Things worth remembering

  • Travis hates leg day so much he developed a split-hip seoi-nage variation that lets him throw with straight legs and no squat strength.
  • His weight cut for the Olympics never started until he landed and reached the hotel, treating it as a precise three-day process.
  • He invented a way to tip a water bottle to his lips without drinking, tricking his brain into feeling satisfied during dehydration.
  • In Sochi with lost luggage, he stepped on the scale at nearly 94kg with weigh-ins for 81kg two days away.
  • To get air during a sauna cut, he pressed his mouth to a gap under the door while his then-girlfriend held it shut.

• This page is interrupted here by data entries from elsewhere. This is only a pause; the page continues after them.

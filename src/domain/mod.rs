// ==========================================
// 合同事项台账 - 领域模型层
// ==========================================
// 职责: 定义领域实体、类型
// 红线: 不含数据访问逻辑,不含导入逻辑
// ==========================================

pub mod import;
pub mod matter;
pub mod owner;
pub mod types;

// 重导出核心类型
pub use import::{ColumnMapping, ImportBatch, ImportResult, ImportWarning};
pub use matter::{FieldValue, MatterRecord};
pub use owner::OwnerRecord;
pub use types::{FieldType, MergeMode, WarningKind};
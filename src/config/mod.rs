// ==========================================
// 合同事项台账 - 配置层
// ==========================================
// 职责: 系统配置管理（导入阈值、合并模式、留存与负责人策略）
// 存储: config_kv 表
// ==========================================

pub mod config_manager;
pub mod import_config_trait;

// 重导出核心配置管理器
pub use config_manager::{config_keys, ConfigManager};
pub use import_config_trait::ImportConfigReader;
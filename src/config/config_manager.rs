// ==========================================
// 合同事项台账 - 配置管理器
// ==========================================
// 职责: 配置加载、查询、覆写管理
// 存储: config_kv 表 (key-value + scope)
// ==========================================

use crate::config::import_config_trait::ImportConfigReader;
use crate::db::open_sqlite_connection;
use crate::domain::types::MergeMode;
use crate::importer::DEFAULT_SIMILARITY_THRESHOLD;
use async_trait::async_trait;
use rusqlite::{params, Connection};
use std::collections::BTreeMap;
use std::error::Error;
use std::sync::{Arc, Mutex};

// ==========================================
// ConfigManager - 配置管理器
// ==========================================
pub struct ConfigManager {
    conn: Arc<Mutex<Connection>>,
}

impl ConfigManager {
    /// 创建新的 ConfigManager 实例
    ///
    /// # 参数
    /// - db_path: 数据库文件路径
    pub fn new(db_path: &str) -> Result<Self, Box<dyn Error>> {
        let conn = open_sqlite_connection(db_path)?;

        Ok(Self {
            conn: Arc::new(Mutex::new(conn)),
        })
    }

    /// 从已有连接创建 ConfigManager
    ///
    /// 说明：为保证连接行为一致，会对传入连接再次应用统一 PRAGMA 与建表（幂等）。
    pub fn from_connection(conn: Arc<Mutex<Connection>>) -> Result<Self, Box<dyn Error>> {
        {
            let conn_guard = conn.lock().map_err(|e| format!("锁获取失败: {}", e))?;
            crate::db::configure_sqlite_connection(&conn_guard)?;
            crate::db::init_schema(&conn_guard)?;
        }

        Ok(Self { conn })
    }

    /// 从 config_kv 表读取配置值（scope_id='global'）
    ///
    /// # 返回
    /// - Some(String): 配置值
    /// - None: 配置不存在
    fn get_config_value(&self, key: &str) -> Result<Option<String>, Box<dyn Error>> {
        let conn = self.conn.lock().map_err(|e| format!("锁获取失败: {}", e))?;

        let result = conn.query_row(
            "SELECT value FROM config_kv WHERE scope_id = 'global' AND key = ?1",
            params![key],
            |row| row.get::<_, String>(0),
        );

        match result {
            Ok(value) => Ok(Some(value)),
            Err(rusqlite::Error::QueryReturnedNoRows) => Ok(None),
            Err(e) => Err(Box::new(e)),
        }
    }

    /// 读取 global scope 的配置值（公开方法，供 CLI 复用）
    pub fn get_global_config_value(&self, key: &str) -> Result<Option<String>, Box<dyn Error>> {
        self.get_config_value(key)
    }

    fn get_config_or_default(&self, key: &str, default: &str) -> Result<String, Box<dyn Error>> {
        Ok(self.get_config_value(key)?.unwrap_or_else(|| default.to_string()))
    }

    /// 写入 global scope 的配置值
    ///
    /// # 校验
    /// - 已知键的值必须能解析为对应类型，否则拒绝写入
    pub fn set_global_config_value(&self, key: &str, value: &str) -> Result<(), Box<dyn Error>> {
        validate_value(key, value)?;

        let conn = self.conn.lock().map_err(|e| format!("锁获取失败: {}", e))?;
        conn.execute(
            "INSERT INTO config_kv (scope_id, key, value, updated_at)
             VALUES ('global', ?1, ?2, datetime('now'))
             ON CONFLICT(scope_id, key) DO UPDATE SET value = ?2, updated_at = datetime('now')",
            params![key, value],
        )?;

        tracing::info!(config_key = key, value, "配置已更新");
        Ok(())
    }

    /// 列出全部 global 配置（已知键带默认值补齐）
    pub fn list_global_config(&self) -> Result<BTreeMap<String, String>, Box<dyn Error>> {
        let mut map: BTreeMap<String, String> = config_keys::DEFAULTS
            .iter()
            .map(|(k, v)| (k.to_string(), v.to_string()))
            .collect();

        let conn = self.conn.lock().map_err(|e| format!("锁获取失败: {}", e))?;
        let mut stmt =
            conn.prepare("SELECT key, value FROM config_kv WHERE scope_id = 'global' ORDER BY key")?;
        let rows = stmt.query_map([], |row| {
            Ok((row.get::<_, String>(0)?, row.get::<_, String>(1)?))
        })?;
        for row in rows {
            let (key, value) = row?;
            map.insert(key, value);
        }
        Ok(map)
    }

    fn get_bool(&self, key: &str, default: bool) -> Result<bool, Box<dyn Error>> {
        let value = self.get_config_or_default(key, if default { "true" } else { "false" })?;
        Ok(parse_bool(&value).unwrap_or_else(|| {
            tracing::warn!(config_key = key, raw_value = %value, "布尔配置格式错误，使用默认值");
            default
        }))
    }
}

// ==========================================
// ImportConfigReader Trait 实现
// ==========================================
#[async_trait]
impl ImportConfigReader for ConfigManager {
    // ===== 表头映射 =====

    async fn get_similarity_threshold(&self) -> Result<f64, Box<dyn Error>> {
        let default = DEFAULT_SIMILARITY_THRESHOLD.to_string();
        let value = self.get_config_or_default(config_keys::SIMILARITY_THRESHOLD, &default)?;
        match value.parse::<f64>() {
            Ok(v) if (0.0..=1.0).contains(&v) => Ok(v),
            _ => {
                tracing::warn!(
                    config_key = config_keys::SIMILARITY_THRESHOLD,
                    raw_value = %value,
                    "相似度阈值配置非法，使用默认值"
                );
                Ok(DEFAULT_SIMILARITY_THRESHOLD)
            }
        }
    }

    // ===== 合并与留存 =====

    async fn get_default_merge_mode(&self) -> Result<MergeMode, Box<dyn Error>> {
        let value = self.get_config_or_default(config_keys::DEFAULT_MERGE_MODE, "append")?;
        Ok(value.parse::<MergeMode>().unwrap_or_default())
    }

    async fn get_retain_uploads(&self) -> Result<bool, Box<dyn Error>> {
        self.get_bool(config_keys::RETAIN_UPLOADS, true)
    }

    // ===== 负责人 =====

    async fn get_owner_fallback_to_legal(&self) -> Result<bool, Box<dyn Error>> {
        self.get_bool(config_keys::OWNER_FALLBACK_TO_LEGAL, true)
    }

    async fn get_auto_register_owners(&self) -> Result<bool, Box<dyn Error>> {
        self.get_bool(config_keys::AUTO_REGISTER_OWNERS, true)
    }
}

fn parse_bool(raw: &str) -> Option<bool> {
    match raw.trim().to_lowercase().as_str() {
        "true" | "1" | "yes" | "on" => Some(true),
        "false" | "0" | "no" | "off" => Some(false),
        _ => None,
    }
}

fn validate_value(key: &str, value: &str) -> Result<(), Box<dyn Error>> {
    let valid = match key {
        config_keys::SIMILARITY_THRESHOLD => value
            .parse::<f64>()
            .map(|v| (0.0..=1.0).contains(&v))
            .unwrap_or(false),
        config_keys::DEFAULT_MERGE_MODE => value.parse::<MergeMode>().is_ok(),
        config_keys::RETAIN_UPLOADS
        | config_keys::OWNER_FALLBACK_TO_LEGAL
        | config_keys::AUTO_REGISTER_OWNERS => parse_bool(value).is_some(),
        _ => true,
    };

    if valid {
        Ok(())
    } else {
        Err(format!("配置值非法: {}={}", key, value).into())
    }
}

// ==========================================
// 配置键常量
// ==========================================
pub mod config_keys {
    // 表头映射
    pub const SIMILARITY_THRESHOLD: &str = "import.similarity_threshold";

    // 合并与留存
    pub const DEFAULT_MERGE_MODE: &str = "import.default_merge_mode";
    pub const RETAIN_UPLOADS: &str = "import.retain_uploads";

    // 负责人
    pub const OWNER_FALLBACK_TO_LEGAL: &str = "import.owner_fallback_to_legal";
    pub const AUTO_REGISTER_OWNERS: &str = "import.auto_register_owners";

    /// 已知键及其默认值
    pub const DEFAULTS: [(&str, &str); 5] = [
        (SIMILARITY_THRESHOLD, "0.72"),
        (DEFAULT_MERGE_MODE, "append"),
        (RETAIN_UPLOADS, "true"),
        (OWNER_FALLBACK_TO_LEGAL, "true"),
        (AUTO_REGISTER_OWNERS, "true"),
    ];
}

#[cfg(test)]
mod tests {
    use super::*;
    use tempfile::TempDir;

    fn manager(dir: &TempDir) -> ConfigManager {
        let db_path = dir.path().join("ledger.db");
        ConfigManager::new(db_path.to_str().unwrap()).unwrap()
    }

    #[tokio::test]
    async fn test_defaults_when_unset() {
        let dir = TempDir::new().unwrap();
        let config = manager(&dir);

        assert!((config.get_similarity_threshold().await.unwrap() - 0.72).abs() < 1e-9);
        assert_eq!(config.get_default_merge_mode().await.unwrap(), MergeMode::Append);
        assert!(config.get_retain_uploads().await.unwrap());
        assert!(config.get_owner_fallback_to_legal().await.unwrap());
        assert!(config.get_auto_register_owners().await.unwrap());
    }

    #[tokio::test]
    async fn test_set_and_read_back() {
        let dir = TempDir::new().unwrap();
        let config = manager(&dir);

        config
            .set_global_config_value(config_keys::DEFAULT_MERGE_MODE, "replace")
            .unwrap();
        config
            .set_global_config_value(config_keys::RETAIN_UPLOADS, "false")
            .unwrap();
        config
            .set_global_config_value(config_keys::SIMILARITY_THRESHOLD, "0.8")
            .unwrap();

        assert_eq!(config.get_default_merge_mode().await.unwrap(), MergeMode::Replace);
        assert!(!config.get_retain_uploads().await.unwrap());
        assert!((config.get_similarity_threshold().await.unwrap() - 0.8).abs() < 1e-9);

        let listed = config.list_global_config().unwrap();
        assert_eq!(listed.get(config_keys::DEFAULT_MERGE_MODE).unwrap(), "replace");
        assert_eq!(listed.get(config_keys::AUTO_REGISTER_OWNERS).unwrap(), "true");
    }

    #[test]
    fn test_invalid_values_rejected() {
        let dir = TempDir::new().unwrap();
        let config = manager(&dir);

        assert!(config
            .set_global_config_value(config_keys::SIMILARITY_THRESHOLD, "1.5")
            .is_err());
        assert!(config
            .set_global_config_value(config_keys::DEFAULT_MERGE_MODE, "upsert")
            .is_err());
        assert!(config.get_global_config_value(config_keys::DEFAULT_MERGE_MODE).unwrap().is_none());
    }
}
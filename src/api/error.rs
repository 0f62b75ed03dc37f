// ==========================================
// 合同事项台账 - API层错误类型
// ==========================================
// 职责: 定义API层错误类型，把导入/仓储层错误转换为调用方可读的错误消息
// ==========================================

use crate::i18n::t_with_args;
use crate::importer::error::{ambiguous_sheet_message, ImportError};
use crate::repository::error::RepositoryError;
use thiserror::Error;

/// API层错误类型
/// 所有错误信息必须包含显式原因
#[derive(Error, Debug)]
pub enum ApiError {
    // ==========================================
    // 业务规则错误
    // ==========================================
    #[error("无效输入: {0}")]
    InvalidInput(String),

    #[error("资源未找到: {0}")]
    NotFound(String),

    #[error("业务规则违反: {0}")]
    BusinessRuleViolation(String),

    // ==========================================
    // 导入错误
    // ==========================================
    /// 工作簿无法读取或格式不支持（致命，未发生任何写入）
    #[error("文件导入失败: {0}")]
    ImportError(String),

    /// 无法确定导入工作表，调用方需要指定 sheet
    #[error("{}", ambiguous_sheet_message(.sheets))]
    AmbiguousSheet { sheets: Vec<String> },

    // ==========================================
    // 数据访问错误
    // ==========================================
    #[error("存储错误: {0}")]
    StorageError(String),

    #[error("数据库错误: {0}")]
    DatabaseError(String),

    #[error("配置错误: {0}")]
    ConfigError(String),

    // ==========================================
    // 通用错误
    // ==========================================
    #[error("内部错误: {0}")]
    InternalError(String),

    #[error(transparent)]
    Other(#[from] anyhow::Error),
}

// ==========================================
// 从 RepositoryError 转换
// ==========================================
impl From<RepositoryError> for ApiError {
    fn from(err: RepositoryError) -> Self {
        match err {
            RepositoryError::NotFound { entity, id } => {
                ApiError::NotFound(format!("{}(id={})不存在", entity, id))
            }
            RepositoryError::DuplicateId { entity, id } => {
                ApiError::BusinessRuleViolation(format!("{} id 重复: {}", entity, id))
            }
            RepositoryError::EmptyId { entity } => {
                ApiError::BusinessRuleViolation(format!("{} id 不能为空", entity))
            }
            RepositoryError::ImmutableId { from, to } => {
                ApiError::BusinessRuleViolation(format!("记录 id 不可修改: {} -> {}", from, to))
            }
            RepositoryError::DuplicateName { name, .. } => ApiError::BusinessRuleViolation(
                t_with_args("record.duplicate_name", &[("name", name.as_str())]),
            ),
            RepositoryError::InUse { name, .. } => ApiError::BusinessRuleViolation(t_with_args(
                "record.in_use",
                &[("name", name.as_str())],
            )),
            RepositoryError::CorruptCollection { path, message } => {
                ApiError::StorageError(format!("集合文件损坏 {}: {}", path, message))
            }
            RepositoryError::Io(e) => ApiError::StorageError(e.to_string()),
            RepositoryError::Serialization(msg) => ApiError::StorageError(msg),
            RepositoryError::LockPoisoned(msg) => {
                ApiError::DatabaseError(format!("数据库锁获取失败: {}", msg))
            }
            RepositoryError::Database(msg) => ApiError::DatabaseError(msg),
            RepositoryError::InternalError(msg) => ApiError::InternalError(msg),
            RepositoryError::Other(e) => ApiError::Other(e),
        }
    }
}

// ==========================================
// 从 ImportError 转换
// ==========================================
impl From<ImportError> for ApiError {
    fn from(err: ImportError) -> Self {
        match err {
            ImportError::AmbiguousSheet { sheets } => ApiError::AmbiguousSheet { sheets },
            ImportError::UnsupportedFormat(_) | ImportError::WorkbookRead(_) => {
                ApiError::ImportError(err.to_string())
            }
            ImportError::InternalError(msg) => ApiError::InternalError(msg),
            ImportError::Other(e) => ApiError::Other(e),
        }
    }
}

impl From<tokio::task::JoinError> for ApiError {
    fn from(err: tokio::task::JoinError) -> Self {
        ApiError::InternalError(format!("后台任务失败: {}", err))
    }
}

/// API 结果类型别名
pub type ApiResult<T> = Result<T, ApiError>;

#[cfg(test)]
mod tests {
    use super::*;

    #[test]
    fn test_repository_not_found_maps_to_not_found() {
        let err: ApiError = RepositoryError::NotFound {
            entity: "MatterRecord".to_string(),
            id: "m1".to_string(),
        }
        .into();
        assert!(matches!(err, ApiError::NotFound(ref msg) if msg.contains("m1")));
    }

    #[test]
    fn test_ambiguous_sheet_keeps_sheet_names() {
        let err: ApiError = ImportError::AmbiguousSheet {
            sheets: vec!["A".to_string(), "B".to_string()],
        }
        .into();
        assert!(err.to_string().contains("A, B"));
    }
}
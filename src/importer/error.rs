// ==========================================
// 合同事项台账 - 导入模块错误类型
// ==========================================
// 工具: thiserror 派生宏
// 说明: 仅包含致命错误；行级/字段级问题以 ImportWarning 返回
// ==========================================

use crate::i18n::t_with_args;
use thiserror::Error;

/// 导入模块错误类型
#[derive(Error, Debug)]
pub enum ImportError {
    // ===== 文件相关错误 =====
    #[error("{}", localized("import.unsupported_format", "ext", .0))]
    UnsupportedFormat(String),

    /// 工作簿字节无法读取/已损坏，整次导入中止
    #[error("{}", localized("import.workbook_read", "reason", .0))]
    WorkbookRead(String),

    // ===== 工作表选择错误 =====
    /// 没有任何工作表识别出表头，且未提供提示，需调用方指定工作表
    #[error("{}", ambiguous_sheet_message(.sheets))]
    AmbiguousSheet { sheets: Vec<String> },

    // ===== 通用错误 =====
    #[error("内部错误: {0}")]
    InternalError(String),

    #[error(transparent)]
    Other(#[from] anyhow::Error),
}

impl From<std::io::Error> for ImportError {
    fn from(err: std::io::Error) -> Self {
        ImportError::WorkbookRead(err.to_string())
    }
}

impl From<csv::Error> for ImportError {
    fn from(err: csv::Error) -> Self {
        ImportError::WorkbookRead(err.to_string())
    }
}

impl From<calamine::XlsxError> for ImportError {
    fn from(err: calamine::XlsxError) -> Self {
        ImportError::WorkbookRead(err.to_string())
    }
}

impl ImportError {
    /// 是否为致命的工作簿读取错误
    pub fn is_workbook_read(&self) -> bool {
        matches!(self, ImportError::WorkbookRead(_) | ImportError::UnsupportedFormat(_))
    }
}

fn localized(key: &str, arg: &str, value: &str) -> String {
    t_with_args(key, &[(arg, value)])
}

/// 工作表歧义提示（列出全部工作表名）
pub fn ambiguous_sheet_message(sheets: &[String]) -> String {
    localized("import.ambiguous_sheet", "sheets", &sheets.join(", "))
}

/// Result 类型别名
pub type ImportResult<T> = Result<T, ImportError>;
//! wikimig-core library.
//!
//! Migrates issue fields and comments from HTML to the tracker's wiki markup.
//! [`run::run`] drives [`orchestrator::Orchestrator`] once per project; the
//! orchestrator fans issues out to [`worker::IssueWorker`]s while the
//! project's notifications are suspended by [`notify::disable`].
//!
//! # Conventions
//!
//! - **Errors**: `thiserror` enums per module; `anyhow::Result` for config
//!   loading.
//! - **Logging**: `tracing` macros (`info!`, `warn!`, `error!`, `debug!`).

pub mod auth;
pub mod cancel;
pub mod config;
pub mod convert;
pub mod jira;
pub mod notify;
pub mod orchestrator;
pub mod run;
pub mod tracker;
pub mod worker;
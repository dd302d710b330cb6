//! Credential acquisition.
//!
//! Credentials come either from the config file (basic auth pair or a raw
//! `Cookie` header) or are harvested from a Firefox profile's
//! `cookies.sqlite` for the tracker's host.

use base64::Engine as _;
use base64::engine::general_purpose::STANDARD;
use rusqlite::{Connection, OpenFlags};
use std::path::Path;

use crate::config::AuthConfig;

/// Environment variable consulted when a username is configured without a
/// password.
pub const PASSWORD_ENV: &str = "WIKIMIG_PASSWORD";

#[derive(Debug, thiserror::Error)]
pub enum AuthError {
    #[error("no credentials configured: set username/password, cookie, or firefox_cookies")]
    MissingCredentials,

    #[error("no password for user '{username}': set `password` or {PASSWORD_ENV}")]
    MissingPassword { username: String },

    #[error("cannot derive a cookie host from base URL '{0}'")]
    NoHost(String),

    #[error("failed to read cookie store {path}: {source}")]
    CookieStore {
        path: String,
        #[source]
        source: rusqlite::Error,
    },

    #[error("cookie store contains no cookies for {host}")]
    NoCookies { host: String },
}

#[derive(Clone, PartialEq, Eq)]
pub enum Credentials {
    Basic { username: String, password: String },
    Cookie(String),
}

impl std::fmt::Debug for Credentials {
    fn fmt(&self, f: &mut std::fmt::Formatter<'_>) -> std::fmt::Result {
        match self {
            Self::Basic { username, .. } => f
                .debug_struct("Basic")
                .field("username", username)
                .field("password", &"<redacted>")
                .finish(),
            Self::Cookie(_) => f.write_str("Cookie(<redacted>)"),
        }
    }
}

impl Credentials {
    /// Header name and value to attach to every request.
    #[must_use]
    pub fn header(&self) -> (&'static str, String) {
        match self {
            Self::Basic { username, password } => {
                let token = STANDARD.encode(format!("{username}:{password}"));
                ("Authorization", format!("Basic {token}"))
            }
            Self::Cookie(cookie) => ("Cookie", cookie.clone()),
        }
    }
}

/// Resolve the configured credential source into request credentials.
///
/// # Errors
///
/// Returns [`AuthError`] when no usable credential source is configured or
/// the browser cookie store cannot be read.
pub fn resolve_credentials(auth: &AuthConfig, base_url: &str) -> Result<Credentials, AuthError> {
    if let Some(store) = &auth.firefox_cookies {
        let host = url::Url::parse(base_url)
            .ok()
            .and_then(|url| url.host_str().map(str::to_string))
            .ok_or_else(|| AuthError::NoHost(base_url.to_string()))?;
        return firefox_cookie_header(store, &host).map(Credentials::Cookie);
    }

    if let Some(cookie) = &auth.cookie {
        return Ok(Credentials::Cookie(cookie.clone()));
    }

    let Some(username) = &auth.username else {
        return Err(AuthError::MissingCredentials);
    };

    let password = auth
        .password
        .clone()
        .or_else(|| std::env::var(PASSWORD_ENV).ok())
        .ok_or_else(|| AuthError::MissingPassword {
            username: username.clone(),
        })?;

    Ok(Credentials::Basic {
        username: username.clone(),
        password,
    })
}

/// Build a `Cookie` header from every cookie in a Firefox `cookies.sqlite`
/// that applies to `host`.
///
/// The store is opened immutable so a running browser's lock does not block
/// the read.
///
/// # Errors
///
/// Returns [`AuthError::CookieStore`] on SQLite failures and
/// [`AuthError::NoCookies`] if nothing matches the host.
pub fn firefox_cookie_header(store: &Path, host: &str) -> Result<String, AuthError> {
    let map_err = |source| AuthError::CookieStore {
        path: store.display().to_string(),
        source,
    };

    let conn = Connection::open_with_flags(
        immutable_uri(store),
        OpenFlags::SQLITE_OPEN_READ_ONLY | OpenFlags::SQLITE_OPEN_URI,
    )
    .map_err(map_err)?;

    let mut stmt = conn
        .prepare("SELECT host, name, value FROM moz_cookies ORDER BY name, host")
        .map_err(map_err)?;
    let rows = stmt
        .query_map([], |row| {
            Ok((
                row.get::<_, String>(0)?,
                row.get::<_, String>(1)?,
                row.get::<_, String>(2)?,
            ))
        })
        .map_err(map_err)?;

    let mut pairs = Vec::new();
    for row in rows {
        let (cookie_host, name, value) = row.map_err(map_err)?;
        if host_matches(&cookie_host, host) {
            pairs.push(format!("{name}={value}"));
        }
    }

    if pairs.is_empty() {
        return Err(AuthError::NoCookies {
            host: host.to_string(),
        });
    }

    tracing::debug!("loaded {} cookies for {host} from {}", pairs.len(), store.display());
    Ok(pairs.join("; "))
}

/// SQLite `file:` URI opening `path` immutably. `%`, `?` and `#` in the path
/// would otherwise be read as URI syntax.
fn immutable_uri(path: &Path) -> String {
    let mut uri = String::from("file:");
    for ch in path.to_string_lossy().chars() {
        match ch {
            '%' => uri.push_str("%25"),
            '?' => uri.push_str("%3F"),
            '#' => uri.push_str("%23"),
            other => uri.push(other),
        }
    }
    uri.push_str("?immutable=1");
    uri
}

/// Cookie domain matching: `.example.com` applies to `example.com` and any
/// subdomain, a bare host only to itself and its subdomains.
fn host_matches(cookie_host: &str, host: &str) -> bool {
    let domain = cookie_host.trim_start_matches('.');
    if domain.is_empty() {
        return false;
    }
    host.eq_ignore_ascii_case(domain)
        || host
            .to_ascii_lowercase()
            .ends_with(&format!(".{}", domain.to_ascii_lowercase()))
}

  • He realized opponents weren't fighting him as a person but the persona he'd built over years in the division.
  • His Japan rebuild was 14 brutal six-minute rounds a day, five days a week, all done with a broken hand.
  • After failing at worlds from self-doubt, a sports psychologist shifted him to rehearsing the physical sensations of competing rather than beating a specific opponent.
  • Travis rejects the idea that judo damaged his body, arguing he strengthened it like a Thai boxer breaking shins to harden them.
  • He praises Ono's uchimata against Garvey where Ono throws from his hip at the opponent's shoulder height while never lifting his leg above his own hip.